When you copy the entries, keep every word exactly as it stands.

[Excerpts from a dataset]

########

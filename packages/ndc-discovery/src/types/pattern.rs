//! Candidate patterns and their valuation.
//!
//! A [`CandidatePattern`] is free text produced by an external extraction
//! step. The classifier attaches a [`PatternClassification`] describing how
//! well the pattern distinguishes one producer from another.

use std::fmt;

use indexmap::IndexMap;
use serde::{Deserialize, Serialize};

/// A pattern described in natural language by the extraction step.
#[derive(Debug, Clone, Default, PartialEq, Eq, Serialize, Deserialize)]
pub struct CandidatePattern {
    #[serde(default)]
    pub name: String,

    #[serde(default)]
    pub description: String,

    /// Document path the pattern was extracted from
    #[serde(default)]
    pub path: String,

    /// Prompt or rationale that produced the pattern
    #[serde(default)]
    pub prompt: String,
}

impl CandidatePattern {
    pub fn new(name: impl Into<String>) -> Self {
        Self {
            name: name.into(),
            ..Default::default()
        }
    }

    pub fn with_description(mut self, description: impl Into<String>) -> Self {
        self.description = description.into();
        self
    }

    pub fn with_path(mut self, path: impl Into<String>) -> Self {
        self.path = path.into();
        self
    }

    pub fn with_prompt(mut self, prompt: impl Into<String>) -> Self {
        self.prompt = prompt.into();
        self
    }

    /// All text fields joined and lowercased for keyword matching.
    pub fn text_blob(&self) -> String {
        format!(
            "{} {} {} {}",
            self.name, self.description, self.path, self.prompt
        )
        .to_lowercase()
    }
}

/// How valuable a pattern is for telling producers apart.
#[derive(Debug, Clone, Copy, PartialEq, Eq, Hash, PartialOrd, Ord, Serialize, Deserialize)]
#[serde(rename_all = "lowercase")]
pub enum ValueTier {
    /// Actively confusing for identification
    Noise,
    Low,
    Moderate,
    /// Critical for identification
    High,
}

impl ValueTier {
    /// Tier for a clamped score.
    pub fn from_score(score: f32) -> Self {
        if score >= 80.0 {
            ValueTier::High
        } else if score >= 60.0 {
            ValueTier::Moderate
        } else if score >= 30.0 {
            ValueTier::Low
        } else {
            ValueTier::Noise
        }
    }

    pub fn as_str(&self) -> &'static str {
        match self {
            ValueTier::Noise => "noise",
            ValueTier::Low => "low",
            ValueTier::Moderate => "moderate",
            ValueTier::High => "high",
        }
    }
}

impl fmt::Display for ValueTier {
    fn fmt(&self, f: &mut fmt::Formatter<'_>) -> fmt::Result {
        f.write_str(self.as_str())
    }
}

/// Which kind of distinguishing vocabulary dominated the score.
#[derive(Debug, Clone, Copy, PartialEq, Eq, Hash, Serialize, Deserialize)]
#[serde(rename_all = "lowercase")]
pub enum PatternCategory {
    /// Cross-party references (infant points at adult, etc.)
    Relationship,
    /// Mixes of party types
    Combination,
    /// Producer- or version-specific structure
    Structural,
    Generic,
}

impl PatternCategory {
    pub fn as_str(&self) -> &'static str {
        match self {
            PatternCategory::Relationship => "relationship",
            PatternCategory::Combination => "combination",
            PatternCategory::Structural => "structural",
            PatternCategory::Generic => "generic",
        }
    }
}

impl fmt::Display for PatternCategory {
    fn fmt(&self, f: &mut fmt::Formatter<'_>) -> fmt::Result {
        f.write_str(self.as_str())
    }
}

/// Result of classifying one candidate pattern.
#[derive(Debug, Clone, PartialEq, Serialize, Deserialize)]
pub struct PatternClassification {
    pub tier: ValueTier,

    /// Score in `[0, 100]`
    pub score: f32,

    pub category: PatternCategory,

    /// Human-readable explanation of the score
    #[serde(default)]
    pub reasons: Vec<String>,
}

/// A pattern that passed the score filter, with its classification attached.
#[derive(Debug, Clone, PartialEq, Serialize, Deserialize)]
pub struct ScoredPattern {
    #[serde(flatten)]
    pub pattern: CandidatePattern,

    pub classification: PatternClassification,
}

impl ScoredPattern {
    pub fn score(&self) -> f32 {
        self.classification.score
    }

    pub fn tier(&self) -> ValueTier {
        self.classification.tier
    }

    pub fn category(&self) -> PatternCategory {
        self.classification.category
    }
}

/// Tier and category counts over a set of patterns.
#[derive(Debug, Clone, Default, PartialEq, Serialize, Deserialize)]
pub struct PatternStatistics {
    pub total: usize,
    pub high: usize,
    pub moderate: usize,
    pub low: usize,
    pub noise: usize,

    /// Counts per category, in first-seen order
    #[serde(default)]
    pub categories: IndexMap<PatternCategory, usize>,
}

impl PatternStatistics {
    /// Count for a category (0 when absent).
    pub fn category_count(&self, category: PatternCategory) -> usize {
        self.categories.get(&category).copied().unwrap_or(0)
    }
}

/// Statistics plus qualitative advice for improving extraction.
#[derive(Debug, Clone, PartialEq, Serialize, Deserialize)]
pub struct PatternReport {
    pub statistics: PatternStatistics,

    #[serde(default)]
    pub recommendations: Vec<String>,

    /// Share of HIGH and MODERATE patterns, as a percentage
    pub efficiency_score: f32,
}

########

■ **Your solution**
filename packages/ndc-discovery/src/types/pattern.rs
//! Candidate patterns and their valuation.
//!
//! A [`CandidatePattern`] is free text produced by an external extraction
//! step. The classifier attaches a [`PatternClassification`] describing how
//! well the pattern distinguishes one producer from another.

use std::fmt;

use indexmap::IndexMap;
use serde::{Deserialize, Serialize};

/// A pattern described in natural language by the extraction step.
#[derive(Debug, Clone, Default, PartialEq, Eq, Serialize, Deserialize)]
pub struct CandidatePattern {
    #[serde(default)]
    pub name: String,

    #[serde(default)]
    pub description: String,

    /// Document path the pattern was extracted from
    #[serde(default)]
    pub path: String,

    /// Prompt or rationale that produced the pattern
    #[serde(default)]
    pub prompt: String,
}

impl CandidatePattern {
    pub fn new(name: impl Into<String>) -> Self {
        Self {
            name: name.into(),
            ..Default::default()
        }
    }

    pub fn with_description(mut self, description: impl Into<String>) -> Self {
        self.description = description.into();
        self
    }

    pub fn with_path(mut self, path: impl Into<String>) -> Self {
        self.path = path.into();
        self
    }

    pub fn with_prompt(mut self, prompt: impl Into<String>) -> Self {
        self.prompt = prompt.into();
        self
    }

    /// All text fields joined and lowercased for keyword matching.
    pub fn text_blob(&self) -> String {
        format!(
            "{} {} {} {}",
            self.name, self.description, self.path, self.prompt
        )
        .to_lowercase()
    }
}

/// How valuable a pattern is for telling producers apart.
#[derive(Debug, Clone, Copy, PartialEq, Eq, Hash, PartialOrd, Ord, Serialize, Deserialize)]
#[serde(rename_all = "lowercase")]
pub enum ValueTier {
    /// Actively confusing for identification
    Noise,
    Low,
    Moderate,
    /// Critical for identification
    High,
}

impl ValueTier {
    /// Tier for a clamped score.
    pub fn from_score(score: f32) -> Self {
        if score >= 80.0 {
            ValueTier::High
        } else if score >= 60.0 {
            ValueTier::Moderate
        } else if score >= 30.0 {
            ValueTier::Low
        } else {
            ValueTier::Noise
        }
    }

    pub fn as_str(&self) -> &'static str {
        match self {
            ValueTier::Noise => "noise",
            ValueTier::Low => "low",
            ValueTier::Moderate => "moderate",
            ValueTier::High => "high",
        }
    }
}

impl fmt::Display for ValueTier {
    fn fmt(&self, f: &mut fmt::Formatter<'_>) -> fmt::Result {
        f.write_str(self.as_str())
    }
}

/// Which kind of distinguishing vocabulary dominated the score.
#[derive(Debug, Clone, Copy, PartialEq, Eq, Hash, Serialize, Deserialize)]
#[serde(rename_all = "lowercase")]
pub enum PatternCategory {
    /// Cross-party references (infant points at adult, etc.)
    Relationship,
    /// Mixes of party types
    Combination,
    /// Producer- or version-specific structure
    Structural,
    Generic,
}

impl PatternCategory {
    pub fn as_str(&self) -> &'static str {
        match self {
            PatternCategory::Relationship => "relationship",
            PatternCategory::Combination => "combination",
            PatternCategory::Structural => "structural",
            PatternCategory::Generic => "generic",
        }
    }
}

impl fmt::Display for PatternCategory {
    fn fmt(&self, f: &mut fmt::Formatter<'_>) -> fmt::Result {
        f.write_str(self.as_str())
    }
}

/// Result of classifying one candidate pattern.
#[derive(Debug, Clone, PartialEq, Serialize, Deserialize)]
pub struct PatternClassification {
    pub tier: ValueTier,

    /// Score in `[0, 100]`
    pub score: f32,

    pub category: PatternCategory,

    /// Human-readable explanation of the score
    #[serde(default)]
    pub reasons: Vec<String>,
}

/// A pattern that passed the score filter, with its classification attached.
#[derive(Debug, Clone, PartialEq, Serialize, Deserialize)]
pub struct ScoredPattern {
    #[serde(flatten)]
    pub pattern: CandidatePattern,

    pub classification: PatternClassification,
}

impl ScoredPattern {
    pub fn score(&self) -> f32 {
        self.classification.score
    }

    pub fn tier(&self) -> ValueTier {
        self.classification.tier
    }

    pub fn category(&self) -> PatternCategory {
        self.classification.category
    }
}

/// Tier and category counts over a set of patterns.
#[derive(Debug, Clone, Default, PartialEq, Serialize, Deserialize)]
pub struct PatternStatistics {
    pub total: usize,
    pub high: usize,
    pub moderate: usize,
    pub low: usize,
    pub noise: usize,

    /// Counts per category, in first-seen order
    #[serde(default)]
    pub categories: IndexMap<PatternCategory, usize>,
}

impl PatternStatistics {
    /// Count for a category (0 when absent).
    pub fn category_count(&self, category: PatternCategory) -> usize {
        self.categories.get(&category).copied().unwrap_or(0)
    }
}

/// Statistics plus qualitative advice for improving extraction.
#[derive(Debug, Clone, PartialEq, Serialize, Deserialize)]
pub struct PatternReport {
    pub statistics: PatternStatistics,

    #[serde(default)]
    pub recommendations: Vec<String>,

    /// Share of HIGH and MODERATE patterns, as a percentage
    pub efficiency_score: f32,
}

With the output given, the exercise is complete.